Monday, Mar. 13, 2006

The Unusual Suspects

By Jyoti Thottam

When Alabama churches were bombed or burned in the South in the 1960s, the reason was never a mystery. The racist violence of those years was meant to intimidate the African Americans who met in the churches, and you didn't need a guilty perpetrator, or even a suspect, to know that. Forty years later, after a new wave of church fires in Alabama, a twist ending to the story has residents stunned and confused.

Federal agents last week arrested three college students from the prosperous Birmingham suburbs--sons of a doctor, a constable and a plant manager--accusing them of setting ablaze nine churches, home to both black and white congregations, in the rural counties around Birmingham in February. "It's hard to believe it was these kinds of kids," says Greene County sheriff Johnny Isaac. Most expected a troubled loner to emerge as the suspect. A volunteer firefighter pleaded guilty to an earlier series of burnings in 1996; a self-professed Satanist is in prison for similar crimes in 1999.

Instead, the three alleged arsonists, who have all been charged with federal conspiracy to burn churches, were popular college kids with big dreams and real talents. Matthew Cloyd, 20, was a premed student at the University of Alabama at Birmingham, to which he transferred last year. An avid deer hunter and a high school math-honor-society student, Cloyd remained close to two friends he met during his freshman and sophomore years at Birmingham-Southern College, Russell DeBusk and Benjamin Moseley. The 19-year-old theater majors were a tight pair at the small liberal-arts school, which is affiliated with the United Methodist Church. Known as extroverted cutups with a bit of a wild side, they were described in the campus newspaper as budding actors "on the road to stardom." Moseley, a high school homecoming king and senior-class president, two years ago spent a week helping rebuild a church in Louisiana on a mission with his church, Huffman United Methodist. Says church member Beth O'Donnell, a mother of four who was often host to Moseley in her home: "He is a kind and gentle soul, a bit impulsive, but nobody thought it would turn such a way."

The three friends boasted about their partying adventures on the popular social-networking site facebook.com "He said he was interested in Satanism," says Jeremy Burgess, 19, DeBusk's dormitory roommate. But one "demon hunting" trip amounted to little more than an excuse to drink in the woods. According to court documents, Cloyd, DeBusk and Moseley set the first five fires as a joke after a night of drinking and shooting at deer, then torched four more churches 100 miles away to throw police off their trail. A lawyer for Cloyd described him as "remorseful" but would not comment on his guilt or innocence.

James Cavanaugh, regional Special Agent in Charge for the Bureau of Alcohol, Tobacco, Firearms and Explosives, says the crime bears the marks of "thrill and excitement" arson rather than a prank. The fires, for example, were carefully set from inside the churches, not outside, as in an impulsive act of vandalism. At Old Union Baptist Church in Bibb County, a large artificial-flower arrangement had been moved to the piano top, under an American flag, presumably to serve as tinder.

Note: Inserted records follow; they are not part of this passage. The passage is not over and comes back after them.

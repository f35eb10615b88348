use sea_orm_migration::prelude::*;

#[derive(DeriveMigrationName)]
pub struct Migration;

#[async_trait::async_trait]
impl MigrationTrait for Migration {
    async fn up(&self, manager: &SchemaManager) -> Result<(), DbErr> {
        let result = manager
            .alter_table(
                Table::alter()
                    .table(Confessions::Table)
                    .add_column(ColumnDef::new(Confessions::Embedding).text().null())
                    .to_owned(),
            )
            .await;

        match result {
            Ok(()) => Ok(()),
            Err(e) => {
                // Databases created after the entity gained the column
                // already have it via the initial migration.
                let msg = e.to_string();
                if msg.contains("duplicate column") {
                    return Ok(());
                }
                Err(e)
            }
        }
    }

    async fn down(&self, manager: &SchemaManager) -> Result<(), DbErr> {
        manager
            .alter_table(
                Table::alter()
                    .table(Confessions::Table)
                    .drop_column(Confessions::Embedding)
                    .to_owned(),
            )
            .await
    }
}

#[derive(DeriveIden)]
enum Confessions {
    Table,
    Embedding,
}
use super::ApiError;
use crate::entities::confessions::ConfessionStatus;

pub fn validate_confession_id(id: i32) -> Result<i32, ApiError> {
    if id <= 0 {
        return Err(ApiError::validation(format!(
            "Invalid confession ID: {}. ID must be a positive integer",
            id
        )));
    }
    Ok(id)
}

/// Parses the `status` query parameter; the frontend sends uppercase but we
/// accept any casing.
pub fn parse_status(raw: &str) -> Result<ConfessionStatus, ApiError> {
    match raw.to_uppercase().as_str() {
        "APPROVED" => Ok(ConfessionStatus::Approved),
        "PENDING" => Ok(ConfessionStatus::Pending),
        "REJECTED" => Ok(ConfessionStatus::Rejected),
        other => Err(ApiError::validation(format!(
            "Invalid status: {}. Expected APPROVED, PENDING, or REJECTED",
            other
        ))),
    }
}
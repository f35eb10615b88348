//! Admin moderation actions on confessions, plus the CSV export.

use axum::{
    Json,
    extract::{Path, Query, State},
    http::header,
    response::IntoResponse,
};
use serde::{Deserialize, Serialize};
use std::sync::Arc;

use super::{ApiError, ApiResponse, AppState, validation};
use crate::api::types::ConfessionDto;
use crate::db::{Confession, ConfessionFilter};

#[derive(Debug, Serialize)]
pub struct VerifyDto {
    pub verified: bool,
}

/// GET /api/admin/verify — the admin middleware already ran, so reaching
/// this handler is the proof.
pub async fn verify() -> Json<ApiResponse<VerifyDto>> {
    Json(ApiResponse::success(VerifyDto { verified: true }))
}

/// POST /api/admin/confessions/{id}/approve
pub async fn approve(
    State(state): State<Arc<AppState>>,
    Path(id): Path<i32>,
) -> Result<Json<ApiResponse<ConfessionDto>>, ApiError> {
    let id = validation::validate_confession_id(id)?;
    let confession = state.confession_service().approve(id).await?;
    Ok(Json(ApiResponse::success(ConfessionDto::from(confession))))
}

/// POST /api/admin/confessions/{id}/reject
pub async fn reject(
    State(state): State<Arc<AppState>>,
    Path(id): Path<i32>,
) -> Result<Json<ApiResponse<ConfessionDto>>, ApiError> {
    let id = validation::validate_confession_id(id)?;
    let confession = state.confession_service().reject(id).await?;
    Ok(Json(ApiResponse::success(ConfessionDto::from(confession))))
}

/// DELETE /api/admin/confessions/{id}
pub async fn remove(
    State(state): State<Arc<AppState>>,
    Path(id): Path<i32>,
) -> Result<Json<ApiResponse<bool>>, ApiError> {
    let id = validation::validate_confession_id(id)?;
    state.confession_service().delete(id).await?;
    Ok(Json(ApiResponse::success(true)))
}

#[derive(Debug, Deserialize)]
pub struct ExportQuery {
    pub q: Option<String>,
    pub status: Option<String>,
}

/// GET /api/admin/confessions/export.csv
pub async fn export_csv(
    State(state): State<Arc<AppState>>,
    Query(query): Query<ExportQuery>,
) -> Result<impl IntoResponse, ApiError> {
    let status = query
        .status
        .as_deref()
        .map(validation::parse_status)
        .transpose()?;

    let filter = ConfessionFilter {
        query: query.q.map(|q| q.trim().to_string()).filter(|q| !q.is_empty()),
        status,
    };

    let confessions = state.confession_service().export(filter).await?;
    let csv = to_csv(&confessions);

    Ok((
        [
            (header::CONTENT_TYPE, "text/csv; charset=utf-8"),
            (
                header::CONTENT_DISPOSITION,
                "attachment; filename=\"confessions.csv\"",
            ),
        ],
        csv,
    ))
}

fn csv_escape(value: &str) -> String {
    format!("\"{}\"", value.replace('"', "\"\""))
}

fn to_csv(rows: &[Confession]) -> String {
    let mut out =
        String::from("id,name,message,likes,dislikes,created_at,status,user_id\n");

    for c in rows {
        let status = match c.status {
            crate::entities::confessions::ConfessionStatus::Approved => "APPROVED",
            crate::entities::confessions::ConfessionStatus::Pending => "PENDING",
            crate::entities::confessions::ConfessionStatus::Rejected => "REJECTED",
        };

        let fields = [
            c.id.to_string(),
            c.name.clone().unwrap_or_default(),
            c.message.clone(),
            c.likes.to_string(),
            c.dislikes.to_string(),
            c.created_at.clone(),
            status.to_string(),
            c.user_id.map(|id| id.to_string()).unwrap_or_default(),
        ];

        let line: Vec<String> = fields.iter().map(|f| csv_escape(f)).collect();
        out.push_str(&line.join(","));
        out.push('\n');
    }

    out
}
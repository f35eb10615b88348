use anyhow::{Context, Result, bail};
use reqwest::Client;
use serde::{Deserialize, Serialize};

use crate::config::EmbeddingConfig;

/// Client for the external feature-extraction endpoint that turns a message
/// into a fixed-size vector. Speaks the common `/embeddings` JSON shape so a
/// local inference server or a hosted one both work.
#[derive(Clone)]
pub struct EmbeddingClient {
    client: Client,
    base_url: String,
    model: String,
    dimension: usize,
}

#[derive(Serialize)]
struct EmbeddingRequest<'a> {
    model: &'a str,
    input: &'a str,
}

#[derive(Deserialize)]
struct EmbeddingResponse {
    data: Vec<EmbeddingData>,
}

#[derive(Deserialize)]
struct EmbeddingData {
    embedding: Vec<f32>,
}

impl EmbeddingClient {
    pub fn new(config: &EmbeddingConfig) -> Result<Self> {
        let client = Client::builder()
            .timeout(std::time::Duration::from_secs(
                config.request_timeout_seconds.into(),
            ))
            .user_agent("Bisik/1.0")
            .build()
            .map_err(|e| anyhow::anyhow!("Failed to build embedding HTTP client: {e}"))?;

        Ok(Self::with_shared_client(client, config))
    }

    #[must_use]
    pub fn with_shared_client(client: Client, config: &EmbeddingConfig) -> Self {
        Self {
            client,
            base_url: config.base_url.trim_end_matches('/').to_string(),
            model: config.model.clone(),
            dimension: config.dimension,
        }
    }

    pub async fn embed(&self, text: &str) -> Result<Vec<f32>> {
        let url = format!("{}/embeddings", self.base_url);

        let response = self
            .client
            .post(&url)
            .json(&EmbeddingRequest {
                model: &self.model,
                input: text,
            })
            .send()
            .await
            .context("Embedding request failed")?;

        if !response.status().is_success() {
            bail!("Embedding endpoint returned {}", response.status());
        }

        let body: EmbeddingResponse = response
            .json()
            .await
            .context("Failed to decode embedding response")?;

        let first = body
            .data
            .into_iter()
            .next()
            .context("Embedding response contained no vectors")?;

        if first.embedding.len() != self.dimension {
            bail!(
                "Embedding dimension mismatch: expected {}, got {}",
                self.dimension,
                first.embedding.len()
            );
        }

        Ok(first.embedding)
    }
}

It was old-fashioned police work that led to the arrests. Investigators made casts of identical tire tracks at six churches, matching the pattern and size to a database of manufacturers. That narrowed the field to Toyota 4Runners and similar SUVs, and agents then methodically interviewed everyone in the nearby counties who owned such a vehicle. By the second week of March, they had questioned Cloyd's mother. Investigators say Cloyd cracked first, to his parents, who informed authorities; Moseley filled in the details for police. The three boys face five-to-20-year sentences per count if convicted.

The absence of any apparent racial motive for the crimes is a small comfort in Birmingham. But the demise of the churches, some more than 100 years old, is still painful. "I began to sense loss for our older people," says Jim Parker, pastor at Ashby Baptist in Bibb County. "They were baptized and married here, and their people are buried here," he says. "But when the children started really crying, I realized it was all they had ever known too." Some things have changed in Alabama, but grief remains the same.